Dealing with mis-sold insurance policies can be a frustrating and financially burdensome experience. Whether you’ve been sold a policy that doesn’t meet your needs or were misled into buying policies with false promises, it’s essential to know what you should do next. In this guide, we’ll outline some steps to help you navigate the process and seek a resolution that aligns with your insurance needs and legal rights.
But before understanding the steps, let’s check out a similar case where two insurance agents mis-sold insurance policies to Mr. Alok Darshan Chatterjee, providing wrong information and false hope. Read along to know what happened next:
Complainant Alok Darshan Chatterjee, a senior citizen, was approached and convinced by two Insurance agents (O.P 1 and O.P 2) from ICICI Prudential Life Insurance to buy a one-time premium paid policy for his grandson. However, when he received the insurance papers, he realized that the policy was a term insurance policy where a premium must be paid annually or half yearly for the specified period and in no way matches what Opponent Parties 1 & 2 had assured him.
Mr. Chatterjee contacted the Insurance company and requested both the Opposite Parties to correct the policy. However, both O.P.s did not pay any heed. When nothing fruitful happened, he lodged a complaint before the Vigilance Department, the Commissioner of Police, Kolkata and the Consumer Affairs Department redressal. But got no results.

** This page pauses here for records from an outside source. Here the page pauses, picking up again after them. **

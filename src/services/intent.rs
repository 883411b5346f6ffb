//! Query intent extraction
//!
//! Provides:
//! - Local phrase checks for update-digest and domain scoping
//! - One-shot remote intent analysis (category, requested page) over
//!   the completion client, degrading to an empty intent on failure

use serde::Deserialize;
use serde_json::Value;

use crate::llm::{CompletionClient, CompletionRequest};

/// Phrases that route a question to the update digest instead of the
/// retrieval pipeline
const UPDATE_PHRASES: &[&str] = &[
    "latest rbi update",
    "new rbi update",
    "recent circular",
    "today rbi update",
    "latest notification",
    "latest update",
    "new notification",
    "today update",
    "what is new",
];

/// Domain keywords separating regulatory questions from everything else
const RBI_KEYWORDS: &[&str] = &[
    "rbi",
    "bank",
    "nbfc",
    "circular",
    "notification",
    "master direction",
    "loan",
    "limit",
    "kyc",
    "aml",
    "fema",
    "fpi",
    "basel",
    "crr",
    "slr",
    "repo",
    "reverse repo",
    "payment",
    "settlement",
    "audit",
    "compliance",
];

/// Intent fields recovered by the remote analysis call. Everything is
/// optional; the empty intent is the soft-failure value.
#[derive(Debug, Clone, Default, PartialEq)]
pub struct RemoteIntent {
    pub requested_page: Option<i32>,
}

#[derive(Deserialize)]
struct IntentWire {
    #[serde(default)]
    category: Option<String>,
    #[serde(default)]
    requested_page: Option<Value>,
}

/// True when the question asks for the latest updates. Checked locally
/// before any collaborator call.
pub fn is_update_query(question: &str) -> bool {
    let lower = question.to_lowercase();
    UPDATE_PHRASES.iter().any(|phrase| lower.contains(phrase))
}

/// Lightweight scope check: does the question mention the regulatory
/// domain at all?
pub fn is_rbi_query(question: &str) -> bool {
    let lower = question.to_lowercase();
    RBI_KEYWORDS.iter().any(|kw| lower.contains(kw))
}

fn intent_prompt(question: &str) -> String {
    format!(
        "Analyze this regulatory query and extract metadata in JSON:\n\
         Query: \"{question}\"\n\
         \n\
         JSON Structure:\n\
         {{\n\
           \"category\": \"NBFC/Banking/Lending/Payments/Other\",\n\
           \"numeric_limits\": [\"list\", \"of\", \"numbers\"],\n\
           \"topics\": [\"list\", \"of\", \"topics\"],\n\
           \"entities\": [\"Trust\", \"NBFC\", \"Bank\", \"Cooperative\", \"Company\"],\n\
           \"logic_patterns\": [\"if\", \"provided\", \"subject to\", \"above\", \"below\", \"threshold\"],\n\
           \"requested_page\": \"number or null\"\n\
         }}\n\
         Return ONLY valid JSON.\n"
    )
}

/// A page reference only counts when it is a positive integer, whether
/// the model returned it as a number or a digit string.
fn coerce_page(value: Option<&Value>) -> Option<i32> {
    let page = match value? {
        Value::Number(n) => n.as_i64()?,
        Value::String(s) if !s.is_empty() && s.chars().all(|c| c.is_ascii_digit()) => {
            s.parse().ok()?
        }
        _ => return None,
    };
    if page <= 0 {
        return None;
    }
    i32::try_from(page).ok()
}

/// Extracts structured intent from the question with one JSON-mode
/// completion call. Any failure degrades to the empty intent; the
/// pipeline never stalls on this.
pub async fn analyze(completion: &dyn CompletionClient, question: &str) -> RemoteIntent {
    let request = CompletionRequest {
        system: None,
        user: intent_prompt(question),
        temperature: 0.1,
        max_tokens: None,
        json_mode: true,
    };

    let content = match completion.complete(request).await {
        Ok(content) => content,
        Err(err) => {
            tracing::warn!(error = %err, "Intent analysis failed");
            return RemoteIntent::default();
        }
    };

    match serde_json::from_str::<IntentWire>(&content) {
        Ok(wire) => {
            let requested_page = coerce_page(wire.requested_page.as_ref());
            tracing::debug!(
                category = wire.category.as_deref().unwrap_or("unknown"),
                ?requested_page,
                "Intent analysis complete"
            );
            RemoteIntent { requested_page }
        }
        Err(err) => {
            tracing::warn!(error = %err, "Intent analysis returned invalid JSON");
            RemoteIntent::default()
        }
    }
}

#[cfg(test)]
mod tests {
    use super::*;
    use crate::errors::AppError;
    use crate::llm::TokenStream;
    use async_trait::async_trait;

    struct ScriptedCompletion {
        reply: Result<String, ()>,
    }

    #[async_trait]
    impl CompletionClient for ScriptedCompletion {
        async fn complete(&self, _request: CompletionRequest) -> Result<String, AppError> {
            self.reply
                .clone()
                .map_err(|_| AppError::CompletionError("scripted failure".to_string()))
        }

        async fn complete_stream(
            &self,
            _request: CompletionRequest,
        ) -> Result<TokenStream, AppError> {
            Ok(Box::pin(futures::stream::empty()))
        }
    }

    #[test]
    fn update_phrases_are_detected_case_insensitively() {
        assert!(is_update_query("Show me the LATEST RBI UPDATE please"));
        assert!(is_update_query("any new notification this week?"));
        assert!(is_update_query("what is new in banking regulation"));
        assert!(!is_update_query("what is the loan limit for rural centres"));
    }

    #[test]
    fn domain_keywords_gate_the_scope_check() {
        assert!(is_rbi_query("What does the RBI circular say?"));
        assert!(is_rbi_query("reverse repo operations in 2024"));
        assert!(is_rbi_query("KYC requirements for trusts"));
        assert!(!is_rbi_query("How do I cook pasta?"));
    }

    #[test]
    fn page_coercion_accepts_only_positive_integers() {
        assert_eq!(coerce_page(Some(&serde_json::json!(4))), Some(4));
        assert_eq!(coerce_page(Some(&serde_json::json!("12"))), Some(12));
        assert_eq!(coerce_page(Some(&serde_json::json!(0))), None);
        assert_eq!(coerce_page(Some(&serde_json::json!("0"))), None);
        assert_eq!(coerce_page(Some(&serde_json::json!(-3))), None);
        assert_eq!(coerce_page(Some(&serde_json::json!(3.5))), None);
        assert_eq!(coerce_page(Some(&serde_json::json!("page four"))), None);
        assert_eq!(coerce_page(Some(&serde_json::json!(null))), None);
        assert_eq!(coerce_page(None), None);
    }

    #[tokio::test]
    async fn remote_intent_parses_the_requested_page() {
        let completion = ScriptedCompletion {
            reply: Ok(r#"{"category": "Banking", "requested_page": "7"}"#.to_string()),
        };
        let intent = analyze(&completion, "limits on page 7").await;
        assert_eq!(intent.requested_page, Some(7));
    }

    #[tokio::test]
    async fn remote_failures_degrade_to_the_empty_intent() {
        let failing = ScriptedCompletion { reply: Err(()) };
        assert_eq!(analyze(&failing, "anything").await, RemoteIntent::default());

        let garbled = ScriptedCompletion {
            reply: Ok("not json at all".to_string()),
        };
        assert_eq!(analyze(&garbled, "anything").await, RemoteIntent::default());
    }
}
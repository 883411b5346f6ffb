//! Metrics and observability utilities
//!
//! Provides Prometheus metrics with SLO-aligned histograms
//! and standardized naming conventions.

use metrics::{counter, describe_counter, describe_histogram, histogram, Unit};
use metrics_exporter_prometheus::{BuildError, Matcher, PrometheusBuilder, PrometheusHandle};

/// Metrics prefix for all RegForge metrics
pub const METRICS_PREFIX: &str = "regforge";

/// Histogram buckets for request latency (in seconds)
pub const LATENCY_BUCKETS: &[f64] = &[
    0.005,  // 5ms
    0.010,  // 10ms
    0.025,  // 25ms
    0.050,  // 50ms
    0.100,  // 100ms
    0.250,  // 250ms
    0.500,  // 500ms
    1.000,  // 1s
    2.500,  // 2.5s
    5.000,  // 5s
    10.00,  // 10s
];

/// Buckets for completion/generation latency (model calls are slow)
pub const GENERATION_BUCKETS: &[f64] = &[
    0.250,  // 250ms
    0.500,  // 500ms
    1.000,  // 1s
    2.000,  // 2s
    5.000,  // 5s
    10.00,  // 10s
    30.00,  // 30s
    60.00,  // 60s
];

/// Install the Prometheus recorder and return the render handle
pub fn setup_recorder() -> Result<PrometheusHandle, BuildError> {
    PrometheusBuilder::new()
        .set_buckets_for_metric(
            Matcher::Full(format!("{}_generation_duration_seconds", METRICS_PREFIX)),
            GENERATION_BUCKETS,
        )?
        .set_buckets_for_metric(
            Matcher::Suffix("duration_seconds".to_string()),
            LATENCY_BUCKETS,
        )?
        .install_recorder()
}

/// Register all metric descriptions
pub fn register_metrics() {
    describe_counter!(
        format!("{}_ask_requests_total", METRICS_PREFIX),
        Unit::Count,
        "Total ask requests by terminal outcome"
    );

    describe_histogram!(
        format!("{}_ask_duration_seconds", METRICS_PREFIX),
        Unit::Seconds,
        "End-to-end ask pipeline latency in seconds"
    );

    describe_histogram!(
        format!("{}_embedding_duration_seconds", METRICS_PREFIX),
        Unit::Seconds,
        "Query embedding latency in seconds"
    );

    describe_histogram!(
        format!("{}_retrieval_candidates", METRICS_PREFIX),
        Unit::Count,
        "Candidate passages returned per retrieval"
    );

    describe_histogram!(
        format!("{}_slab_row_matches", METRICS_PREFIX),
        Unit::Count,
        "Structured table rows matched per request"
    );

    describe_counter!(
        format!("{}_generation_attempts_total", METRICS_PREFIX),
        Unit::Count,
        "Generation attempts by verification result"
    );

    describe_histogram!(
        format!("{}_generation_duration_seconds", METRICS_PREFIX),
        Unit::Seconds,
        "Single generation attempt latency in seconds"
    );

    tracing::info!("Metrics registered");
}

/// Record a completed ask request with its terminal outcome
pub fn record_ask(duration_secs: f64, outcome: &'static str) {
    counter!(
        format!("{}_ask_requests_total", METRICS_PREFIX),
        "outcome" => outcome
    )
    .increment(1);

    histogram!(format!("{}_ask_duration_seconds", METRICS_PREFIX)).record(duration_secs);
}

/// Record query embedding latency
pub fn record_embedding(duration_secs: f64) {
    histogram!(format!("{}_embedding_duration_seconds", METRICS_PREFIX)).record(duration_secs);
}

/// Record how many candidate passages a retrieval returned
pub fn record_retrieval(candidates: usize) {
    histogram!(format!("{}_retrieval_candidates", METRICS_PREFIX)).record(candidates as f64);
}

/// Record how many structured table rows matched the question
pub fn record_slab_matches(rows: usize) {
    histogram!(format!("{}_slab_row_matches", METRICS_PREFIX)).record(rows as f64);
}

/// Record a single generation attempt
pub fn record_generation(duration_secs: f64, verified: bool) {
    let result = if verified { "verified" } else { "failed" };

    counter!(
        format!("{}_generation_attempts_total", METRICS_PREFIX),
        "result" => result
    )
    .increment(1);

    histogram!(format!("{}_generation_duration_seconds", METRICS_PREFIX)).record(duration_secs);
}
//! Scraped regulatory update entity, feeds the update digest

use sea_orm::entity::prelude::*;
use serde::{Deserialize, Serialize};

#[derive(Clone, Debug, PartialEq, DeriveEntityModel, Serialize, Deserialize)]
#[sea_orm(table_name = "rbi_updates")]
pub struct Model {
    #[sea_orm(primary_key)]
    pub id: i64,

    #[sea_orm(column_type = "Text")]
    pub title: String,

    #[sea_orm(column_type = "Text")]
    pub url: String,

    #[sea_orm(column_type = "Text", nullable)]
    pub pdf_url: Option<String>,

    pub publish_date: Date,

    #[sea_orm(column_type = "Text")]
    pub summary: String,

    /// Set when the update's PDF was also ingested as a document
    pub document_id: Option<i64>,
}

#[derive(Copy, Clone, Debug, EnumIter, DeriveRelation)]
pub enum Relation {}

impl ActiveModelBehavior for ActiveModel {}
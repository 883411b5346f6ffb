//! Database layer for RegForge-rs
//!
//! Provides:
//! - `ContextStore`, the read/log surface the ask pipeline depends on
//! - `Repository`, its SeaORM implementation over Postgres + pgvector
//! - Health checks

pub mod models;

use std::time::Duration;

use async_trait::async_trait;
use sea_orm::{
    ActiveModelTrait, ColumnTrait, ConnectionTrait, DatabaseConnection, DbBackend, DbErr,
    EntityTrait, FromQueryResult, QueryFilter, QueryOrder, QuerySelect, Set, Statement,
};

use crate::config::DatabaseConfig;
use crate::errors::AppError;
use models::{document, document_table, query_log, rbi_update, Document, DocumentTable, RbiUpdate};

/// One retrieved chunk with its similarity to the query.
/// Similarity is a relative ranking signal, not a calibrated probability.
#[derive(Debug, Clone, FromQueryResult)]
pub struct CandidatePassage {
    pub document_id: i64,
    pub page_number: i32,
    pub chunk_index: i32,
    pub content: String,
    pub similarity: f64,
}

/// New query log entry; id and timestamp are assigned on insert
#[derive(Debug, Clone)]
pub struct QueryLogEntry {
    pub query: String,
    pub response_type: String,
    pub page_number: Option<i32>,
}

/// Read/log surface the ask pipeline depends on.
///
/// Ingestion, scraping and upload handling live outside this service;
/// their output is only ever read through this trait.
#[async_trait]
pub trait ContextStore: Send + Sync {
    /// Vector search over document chunks, best matches first
    async fn search_passages(
        &self,
        embedding: &[f32],
        threshold: f64,
        count: i32,
    ) -> Result<Vec<CandidatePassage>, AppError>;

    /// Batch metadata fetch for the given document ids
    async fn get_documents(&self, ids: &[i64]) -> Result<Vec<Document>, AppError>;

    /// Structured tables extracted from one page of one document
    async fn get_page_tables(
        &self,
        document_id: i64,
        page_number: i32,
    ) -> Result<Vec<DocumentTable>, AppError>;

    /// Most recent scraped updates, newest first
    async fn latest_updates(&self, limit: u64) -> Result<Vec<RbiUpdate>, AppError>;

    /// Record a terminal pipeline outcome
    async fn log_query(&self, entry: QueryLogEntry) -> Result<(), AppError>;
}

#[derive(Clone)]
pub struct Repository {
    db: DatabaseConnection,
}

impl Repository {
    pub async fn new(config: &DatabaseConfig) -> Result<Self, DbErr> {
        let mut opt = sea_orm::ConnectOptions::new(&config.url);
        opt.max_connections(config.max_connections)
            .min_connections(config.min_connections)
            .connect_timeout(Duration::from_secs(config.connect_timeout))
            .acquire_timeout(Duration::from_secs(config.connect_timeout))
            .idle_timeout(Duration::from_secs(600))
            .sqlx_logging(cfg!(debug_assertions)); // Only log SQL in debug mode

        let db = sea_orm::Database::connect(opt).await?;

        tracing::info!(
            max_connections = config.max_connections,
            min_connections = config.min_connections,
            "Database connection pool initialized"
        );

        Ok(Self { db })
    }

    /// Ping the database to verify connectivity
    /// Used by health checks
    pub async fn ping(&self) -> Result<(), DbErr> {
        let stmt = Statement::from_string(DbBackend::Postgres, "SELECT 1".to_string());
        self.db.execute(stmt).await?;
        Ok(())
    }
}

#[async_trait]
impl ContextStore for Repository {
    async fn search_passages(
        &self,
        embedding: &[f32],
        threshold: f64,
        count: i32,
    ) -> Result<Vec<CandidatePassage>, AppError> {
        // Convert Vec<f32> to pgvector string format "[1.0,2.0,...]"
        let embedding_str = format!(
            "[{}]",
            embedding
                .iter()
                .map(|f| f.to_string())
                .collect::<Vec<_>>()
                .join(",")
        );

        // match_documents is the corpus-side SQL function ranking chunks by
        // cosine similarity and cutting off below the threshold
        let stmt = Statement::from_sql_and_values(
            DbBackend::Postgres,
            r#"
            SELECT document_id, page_number, chunk_index, content, similarity
            FROM match_documents($1::vector, $2, $3)
            "#,
            vec![embedding_str.into(), threshold.into(), count.into()],
        );

        let hits = CandidatePassage::find_by_statement(stmt).all(&self.db).await?;
        Ok(hits)
    }

    async fn get_documents(&self, ids: &[i64]) -> Result<Vec<Document>, AppError> {
        if ids.is_empty() {
            return Ok(Vec::new());
        }

        let docs = document::Entity::find()
            .filter(document::Column::Id.is_in(ids.iter().copied()))
            .all(&self.db)
            .await?;
        Ok(docs)
    }

    async fn get_page_tables(
        &self,
        document_id: i64,
        page_number: i32,
    ) -> Result<Vec<DocumentTable>, AppError> {
        let tables = document_table::Entity::find()
            .filter(document_table::Column::DocumentId.eq(document_id))
            .filter(document_table::Column::PageNumber.eq(page_number))
            .order_by_asc(document_table::Column::TableIndex)
            .all(&self.db)
            .await?;
        Ok(tables)
    }

    async fn latest_updates(&self, limit: u64) -> Result<Vec<RbiUpdate>, AppError> {
        let updates = rbi_update::Entity::find()
            .order_by_desc(rbi_update::Column::PublishDate)
            .limit(limit)
            .all(&self.db)
            .await?;
        Ok(updates)
    }

    async fn log_query(&self, entry: QueryLogEntry) -> Result<(), AppError> {
        let log = query_log::ActiveModel {
            query: Set(entry.query),
            response_type: Set(entry.response_type),
            page_number: Set(entry.page_number),
            timestamp: Set(chrono::Utc::now().into()),
            ..Default::default()
        };
        log.insert(&self.db).await?;
        Ok(())
    }
}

Eventually, Mr. Chatterjee filed a complaint before the District Forum, hoping for justice. Opponent Party 1 contested the case by submitting a memorandum of understanding (MoU) between the complainant and Opponent Part 1, which mentioned that the disputed policy had been rectified and the complainant had no complaints against any of the Opposite Parties. Hence, the O.P.1 requested that his name be removed from the case.
Opponent party 2 contested the case by filing a WV in which he denied the complainant’s allegations. He stated that he was not connected with purchasing the specific policy. It was also revealed that Mr. Chatterjee had purchased two other policies from Opposite Party 1 for his son and daughter-in-law through Opposite Party 2 which were still in effect. Opposite Party2 provided evidence, including a questionnaire and requested that the case be dismissed.
The complainant argued that O.P. 2 pressured him to buy two other policies of the same amount to correct the previous policy to a one-time one. Mr. Chatterjee succumbed to the pressure and bought two other policies for his son and daughter-in-law that are still active.
After careful evaluation, the Forum decided that Opponent Party 1 and 2 had deliberately misrepresented the policy to Alok Darshan for personal gain and, indeed mis-sold the insurance policy to the complainant to earn a high commission.
In response to these findings, Opposite Party1 and Opposite Party2 were instructed to pay compensation of Rs. 5000 each to the complainant for the distress, harassment, and financial losses they caused. Furthermore, both of them were required to pay an additional amount of Rs. 3000 each to the complainant as a penalty for engaging in unfair trade practices, with a deadline of 30 days from the date of the order issued.
How to address mis-sold insurance policies?
If you are duped by an insurance provider, follow the steps below and seek redressal.
- Collect evidence of mis-selling. Compile supporting documentation that proves the case of mis-selling of insurance policy. This may include call recordings, emails, text messages, or documents demonstrating that you were deceived into purchasing an insurance policy against your intentions. Gathering these pieces of evidence is pivotal in building a strong case against the mis-selling incident.
- File a complaint about the mis-selling of an insurance policy. After collecting sufficient evidence, you can bring it to the attention of the insurance regulator, file a lawsuit against the insurance company concerned, or seek help from online complaint platforms.
- According to legal regulations, the insurance service provider must address your complaint promptly after receiving it.
- If the complaint gets rejected, the complainant can appeal to IRDAI again. This can be done multiple times until justice is served.